Friday, September 06, 2013

A hard way to come

and a hard way to come
into a cabin
into the weather 
into a path 
walking together 
a hard one 

 — From "Strange Form of Life" by Bonnie Prince Billy

Lurking in the shadows of fatigue is an unsettling presence, a force that feeds on fear and exhaustion. The weaker one feels, the stronger it grows. Endurance racers often refer to this force as "the Sleep Monster," a beast that gnaws at energy and resolve until the only choice left is to stop. I expected to meet the Sleep Monster in the PTL, but the force swooping around the rocks was more sinister than any I had encountered before. As though my now-encompassing fear and fatigue wasn't enough to satiate this monster, it sliced deeper, into the murky layers of my mind — the places where I bury the feelings I try hardest to avoid — the disenchantment and existential despair. It's the place I fear most because nothing matters here. I could sit down on the wet scree in the freezing rain and never move again; it wouldn't matter. There is no light and warmth at the end of this tunnel, the Monster whispered; the dark and cold is eternal, you must realize that. I tried to shake off the disturbing voice. "The refuge has to be close now," I said out loud to Giorgio and Ana, but mostly to myself.

"Soon we eat and sleep," Giorgio said jovially. "And then continue with this f****** race."

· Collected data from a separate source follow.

/// A field rule that cannot be compiled
#[derive(Debug, thiserror::Error)]
pub enum RuleError {
    #[error("An assessment needs at least one rule")]
    NoRules,

    #[error("Rule {rule}: pointer '{pointer}' must be empty or start with '/'")]
    InvalidPointer { rule: String, pointer: String },

    #[error("Rule {rule}: 'equals' needs a value")]
    MissingValue { rule: String },

    #[error("Rule {rule}: 'matches' needs a pattern")]
    MissingPattern { rule: String },

    #[error("Rule {rule}: invalid pattern: {source}")]
    InvalidPattern {
        rule: String,
        #[source]
        source: regex::Error,
    },
}
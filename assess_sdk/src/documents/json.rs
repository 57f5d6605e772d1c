//! JSON document adapter
//!
//! Wraps a parsed `serde_json::Value` so JSON files can be assessed.

use super::errors::DocumentError;
use assess_engine::types::{Document, SourceInfo};
use serde_json::Value;
use std::any::Any;
use std::path::{Path, PathBuf};

#[derive(Debug, Clone)]
pub struct JsonDocument {
    system_id: String,
    value: Value,
    path: Option<PathBuf>,
}

impl JsonDocument {
    /// In-memory document
    pub fn new(system_id: impl Into<String>, value: Value) -> Self {
        Self {
            system_id: system_id.into(),
            value,
            path: None,
        }
    }

    pub fn from_json_str(system_id: impl Into<String>, content: &str) -> Result<Self, DocumentError> {
        let system_id = system_id.into();
        let value = serde_json::from_str(content).map_err(|source| DocumentError::Parse {
            system_id: system_id.clone(),
            source,
        })?;
        Ok(Self::new(system_id, value))
    }

    /// Load a file; the system id is a `file://` URI of the canonical path
    pub fn from_path(path: impl AsRef<Path>) -> Result<Self, DocumentError> {
        let path = path.as_ref();
        let io_error = |source| DocumentError::Io {
            path: path.to_path_buf(),
            source,
        };
        let canonical = path.canonicalize().map_err(io_error)?;
        let content = std::fs::read_to_string(&canonical).map_err(io_error)?;

        let mut document = Self::from_json_str(format!("file://{}", canonical.display()), &content)?;
        document.path = Some(canonical);
        Ok(document)
    }

    /// View a generic document as JSON, if it is one
    pub fn downcast(document: &dyn Document) -> Option<&JsonDocument> {
        document.as_any().downcast_ref::<JsonDocument>()
    }

    pub fn value(&self) -> &Value {
        &self.value
    }

    pub fn path(&self) -> Option<&Path> {
        self.path.as_deref()
    }

    /// RFC 6901 lookup; `None` for a missing member or a malformed pointer
    pub fn pointer(&self, pointer: &str) -> Option<&Value> {
        self.value.pointer(pointer)
    }
}

impl Document for JsonDocument {
    fn system_id(&self) -> &str {
        &self.system_id
    }

    fn source_infos(&self) -> Vec<SourceInfo> {
        let source = SourceInfo::new(self.system_id.clone());
        match &self.path {
            Some(path) => vec![source.with_location(path.display().to_string())],
            None => vec![source],
        }
    }

    fn as_any(&self) -> &dyn Any {
        self
    }
}
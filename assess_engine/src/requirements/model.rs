use serde::{Deserialize, Serialize};
use std::fmt;

/// Declared type/severity of a derived requirement
#[derive(Debug, Clone, Copy, PartialEq, Eq, Hash, Default, Serialize, Deserialize)]
#[serde(rename_all = "lowercase")]
pub enum RequirementType {
    #[default]
    Must,
    Should,
    May,
    #[serde(alias = "info")]
    Informational,
}

impl RequirementType {
    pub fn is_informational(&self) -> bool {
        matches!(self, RequirementType::Informational)
    }

    pub fn as_str(&self) -> &'static str {
        match self {
            RequirementType::Must => "must",
            RequirementType::Should => "should",
            RequirementType::May => "may",
            RequirementType::Informational => "informational",
        }
    }
}

impl fmt::Display for RequirementType {
    fn fmt(&self, f: &mut fmt::Formatter<'_>) -> fmt::Result {
        f.write_str(self.as_str())
    }
}

/// The finest-grained requirement a check reports against
#[derive(Debug, Clone, PartialEq, Eq, Serialize, Deserialize)]
pub struct DerivedRequirement {
    pub id: String,
    #[serde(default)]
    pub statement: String,
    #[serde(rename = "type", default)]
    pub requirement_type: RequirementType,
    #[serde(default)]
    pub conditional: bool,
}

impl DerivedRequirement {
    pub fn new(id: impl Into<String>, requirement_type: RequirementType) -> Self {
        Self {
            id: id.into(),
            statement: String::new(),
            requirement_type,
            conditional: false,
        }
    }

    pub fn with_statement(mut self, statement: impl Into<String>) -> Self {
        self.statement = statement.into();
        self
    }

    pub fn conditional(mut self) -> Self {
        self.conditional = true;
        self
    }

    pub fn is_informational(&self) -> bool {
        self.requirement_type.is_informational()
    }
}

/// A group of derived requirements; its status is always computed
#[derive(Debug, Clone, PartialEq, Eq, Serialize, Deserialize)]
pub struct BaseRequirement {
    pub id: String,
    #[serde(default)]
    pub statement: String,
    #[serde(rename = "derived", default)]
    pub derived_requirements: Vec<DerivedRequirement>,
}

impl BaseRequirement {
    pub fn new(id: impl Into<String>) -> Self {
        Self {
            id: id.into(),
            statement: String::new(),
            derived_requirements: Vec::new(),
        }
    }

    pub fn with_statement(mut self, statement: impl Into<String>) -> Self {
        self.statement = statement.into();
        self
    }

    pub fn with_derived(mut self, derived: DerivedRequirement) -> Self {
        self.derived_requirements.push(derived);
        self
    }

    pub fn derived_requirement(&self, id: &str) -> Option<&DerivedRequirement> {
        self.derived_requirements.iter().find(|d| d.id == id)
    }
}
//! Per-assessment summarizing decorator

use super::errors::ProtocolError;
use super::traits::AssessmentResultBuilder;
use crate::assessment::Assessment;
use crate::types::{Document, TestResult, TestState, TestStatus};
use serde::{Deserialize, Serialize};
use std::collections::{BTreeMap, BTreeSet};
use std::sync::Mutex;

/// Tally of what one assessment reported
#[derive(Debug, Clone, Default, PartialEq, Eq, Serialize, Deserialize)]
pub struct AssessmentSummary {
    pub assessment: String,
    pub results_by_status: BTreeMap<TestStatus, usize>,
    pub states_assigned: BTreeMap<TestState, usize>,
    pub derived_requirements: BTreeSet<String>,
    pub properties_assigned: usize,
}

impl AssessmentSummary {
    pub fn new(assessment: impl Into<String>) -> Self {
        Self {
            assessment: assessment.into(),
            ..Default::default()
        }
    }

    pub fn count(&self, status: TestStatus) -> usize {
        self.results_by_status.get(&status).copied().unwrap_or(0)
    }

    pub fn total_results(&self) -> usize {
        self.results_by_status.values().sum()
    }

    pub fn worst_status(&self) -> Option<TestStatus> {
        self.results_by_status.keys().max().copied()
    }
}

/// Delegates every call and tallies it into an `AssessmentSummary`
///
/// Lifecycle calls (`start`/`end`) pass straight through; the summary only
/// covers mutations.
pub struct SummarizingAssessmentResultBuilder<'a> {
    inner: &'a dyn AssessmentResultBuilder,
    summary: Mutex<AssessmentSummary>,
}

impl<'a> SummarizingAssessmentResultBuilder<'a> {
    pub fn new(inner: &'a dyn AssessmentResultBuilder, assessment: &dyn Assessment) -> Self {
        Self {
            inner,
            summary: Mutex::new(AssessmentSummary::new(assessment.name(true))),
        }
    }

    fn update(&self, f: impl FnOnce(&mut AssessmentSummary)) {
        let mut summary = self
            .summary
            .lock()
            .unwrap_or_else(|poisoned| poisoned.into_inner());
        f(&mut summary);
    }

    pub fn summary(&self) -> AssessmentSummary {
        self.summary
            .lock()
            .unwrap_or_else(|poisoned| poisoned.into_inner())
            .clone()
    }

    pub fn into_summary(self) -> AssessmentSummary {
        self.summary
            .into_inner()
            .unwrap_or_else(|poisoned| poisoned.into_inner())
    }
}

impl AssessmentResultBuilder for SummarizingAssessmentResultBuilder<'_> {
    fn start(&self) {
        self.inner.start();
    }

    fn end(&self) -> Result<(), ProtocolError> {
        self.inner.end()
    }

    fn add_assessment_target(&self, document: &dyn Document) {
        self.inner.add_assessment_target(document);
    }

    fn add_test_result(
        &self,
        assessment: &dyn Assessment,
        document: &dyn Document,
        derived_requirement_id: &str,
        result: TestResult,
    ) {
        let status = result.status();
        self.inner
            .add_test_result(assessment, document, derived_requirement_id, result);
        self.update(|summary| {
            *summary.results_by_status.entry(status).or_insert(0) += 1;
            summary
                .derived_requirements
                .insert(derived_requirement_id.to_string());
        });
    }

    fn assign_test_status(
        &self,
        assessment: &dyn Assessment,
        document: &dyn Document,
        derived_requirement_id: &str,
        state: TestState,
    ) {
        self.inner
            .assign_test_status(assessment, document, derived_requirement_id, state);
        self.update(|summary| {
            *summary.states_assigned.entry(state).or_insert(0) += 1;
            summary
                .derived_requirements
                .insert(derived_requirement_id.to_string());
        });
    }

    fn assign_property(&self, key: &str, value: &str) {
        self.inner.assign_property(key, value);
        self.update(|summary| summary.properties_assigned += 1);
    }
}

#[cfg(test)]
mod tests {
    use super::*;
    use crate::assessment::AssessmentSequence;
    use crate::builder::DefaultAssessmentResultBuilder;
    use crate::test_support::{FnAssessment, TestDocument};
    use crate::types::ContextReference;

    #[test]
    fn test_summary_tallies_and_delegates() {
        let builder = DefaultAssessmentResultBuilder::new();
        let sequence = AssessmentSequence::new();
        let assessment = FnAssessment::noop(&sequence, "rules");
        let document = TestDocument::new("doc");
        let summarizing = SummarizingAssessmentResultBuilder::new(&builder, &assessment);

        summarizing.add_test_result(
            &assessment,
            &document,
            "DR-1",
            TestResult::new("t1", TestStatus::Fail, ContextReference::new("doc")),
        );
        summarizing.add_test_result(
            &assessment,
            &document,
            "DR-1",
            TestResult::new("t2", TestStatus::Pass, ContextReference::new("doc")),
        );
        summarizing.assign_test_status(&assessment, &document, "DR-2", TestState::NotApplicable);
        summarizing.assign_property("engine", "test");

        let summary = summarizing.into_summary();
        assert_eq!(summary.assessment, "rules#1");
        assert_eq!(summary.total_results(), 2);
        assert_eq!(summary.count(TestStatus::Fail), 1);
        assert_eq!(summary.worst_status(), Some(TestStatus::Fail));
        assert_eq!(summary.states_assigned.get(&TestState::NotApplicable), Some(&1));
        assert_eq!(summary.derived_requirements.len(), 2);
        assert_eq!(summary.properties_assigned, 1);

        assert_eq!(builder.recorded_state("DR-1"), Some(TestState::Tested));
        assert_eq!(builder.recorded_results("DR-1").len(), 2);
    }
}
//! # Public API
//!
//! High-level entry points: configuration, the umbrella error type and the
//! [`DocumentAssessor`] facade.

pub mod assessor;
pub mod config;
pub mod errors;

pub use assessor::DocumentAssessor;
pub use config::EngineConfig;
pub use errors::{ConfigError, EngineError};
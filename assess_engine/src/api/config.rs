//! # Engine Configuration
//!
//! Defaults come from `ASSESS_*` environment variables; a TOML file or the
//! builder-style setters override them.

use super::errors::ConfigError;
use crate::logging::{LogLevel, Logger, LoggingService};
use serde::{Deserialize, Serialize};
use std::env;
use std::path::Path;
use std::sync::Arc;

fn env_flag(name: &str, default: bool) -> bool {
    env::var(name)
        .ok()
        .and_then(|v| v.parse().ok())
        .unwrap_or(default)
}

fn default_max_threads() -> usize {
    env::var("ASSESS_MAX_THREADS")
        .ok()
        .and_then(|v| v.parse().ok())
        .unwrap_or_else(|| {
            std::thread::available_parallelism()
                .map(|n| n.get().min(8))
                .unwrap_or(4)
        })
}

/// Configuration for running assessments
#[derive(Debug, Clone, PartialEq, Serialize, Deserialize)]
#[serde(default)]
pub struct EngineConfig {
    /// Dispatch assessments onto a worker pool instead of the calling thread
    pub concurrent: bool,

    /// Worker pool size for concurrent execution
    pub max_threads: usize,

    /// Ask notifiers for per-assessment summaries
    pub summarize: bool,

    /// Report panicking concurrent tasks as errors instead of returning normally
    pub strict_task_failures: bool,

    pub log_level: LogLevel,

    /// Emit JSON lines instead of human-readable console output
    pub structured_logging: bool,
}

impl Default for EngineConfig {
    fn default() -> Self {
        Self {
            concurrent: env_flag("ASSESS_CONCURRENT", false),
            max_threads: default_max_threads(),
            summarize: env_flag("ASSESS_SUMMARIZE", false),
            strict_task_failures: env_flag("ASSESS_STRICT_TASK_FAILURES", false),
            log_level: env::var("ASSESS_LOG_LEVEL")
                .ok()
                .and_then(|v| LogLevel::parse(&v))
                .unwrap_or_default(),
            structured_logging: env_flag("ASSESS_STRUCTURED_LOGGING", false),
        }
    }
}

impl EngineConfig {
    pub fn with_concurrency(mut self, concurrent: bool) -> Self {
        self.concurrent = concurrent;
        self
    }

    pub fn with_max_threads(mut self, max_threads: usize) -> Self {
        self.max_threads = max_threads;
        self
    }

    pub fn with_summaries(mut self, summarize: bool) -> Self {
        self.summarize = summarize;
        self
    }

    pub fn with_strict_task_failures(mut self, strict: bool) -> Self {
        self.strict_task_failures = strict;
        self
    }

    pub fn with_log_level(mut self, level: LogLevel) -> Self {
        self.log_level = level;
        self
    }

    pub fn with_structured_logging(mut self, structured: bool) -> Self {
        self.structured_logging = structured;
        self
    }

    /// Parse a TOML document; missing keys keep their defaults
    pub fn from_toml_str(content: &str) -> Result<Self, ConfigError> {
        let config: Self = toml::from_str(content)?;
        config.validate()?;
        Ok(config)
    }

    pub fn from_path(path: impl AsRef<Path>) -> Result<Self, ConfigError> {
        let path = path.as_ref();
        let content = std::fs::read_to_string(path).map_err(|source| ConfigError::Io {
            path: path.to_path_buf(),
            source,
        })?;
        Self::from_toml_str(&content)
    }

    pub fn validate(&self) -> Result<(), ConfigError> {
        if self.max_threads == 0 {
            return Err(ConfigError::Invalid {
                reason: "max_threads must be at least 1".to_string(),
            });
        }
        Ok(())
    }

    /// Logging service filtered at the configured level
    pub fn logging_service(&self, logger: Arc<dyn Logger>) -> LoggingService {
        LoggingService::new(logger, self.log_level)
    }
}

Ana, always the stoic one in our group, seemed more on edge. We had burned up a lot of time crawling over the muddy passes. Just that afternoon we were certain we'd reach this refuge for early dinner, but that hour had long since come and gone. It was near midnight, perhaps after. We'd been on a nearly continuous march since 10 p.m. the night before, and we'd only covered 60 kilometers. "37 miles. In 26 hours!" I thought with a touch of good-humored incredulity. Sometimes the best way to fight despair is to embrace the ridiculous.  But Ana had been doing some math in her head as well, and drew a less humorous conclusion. "There is no time to sleep," she announced matter-of-factly.

"We must sleep," Giorgio replied first, and I nodded vigorously. "Ana, we can't do this race on no sleep."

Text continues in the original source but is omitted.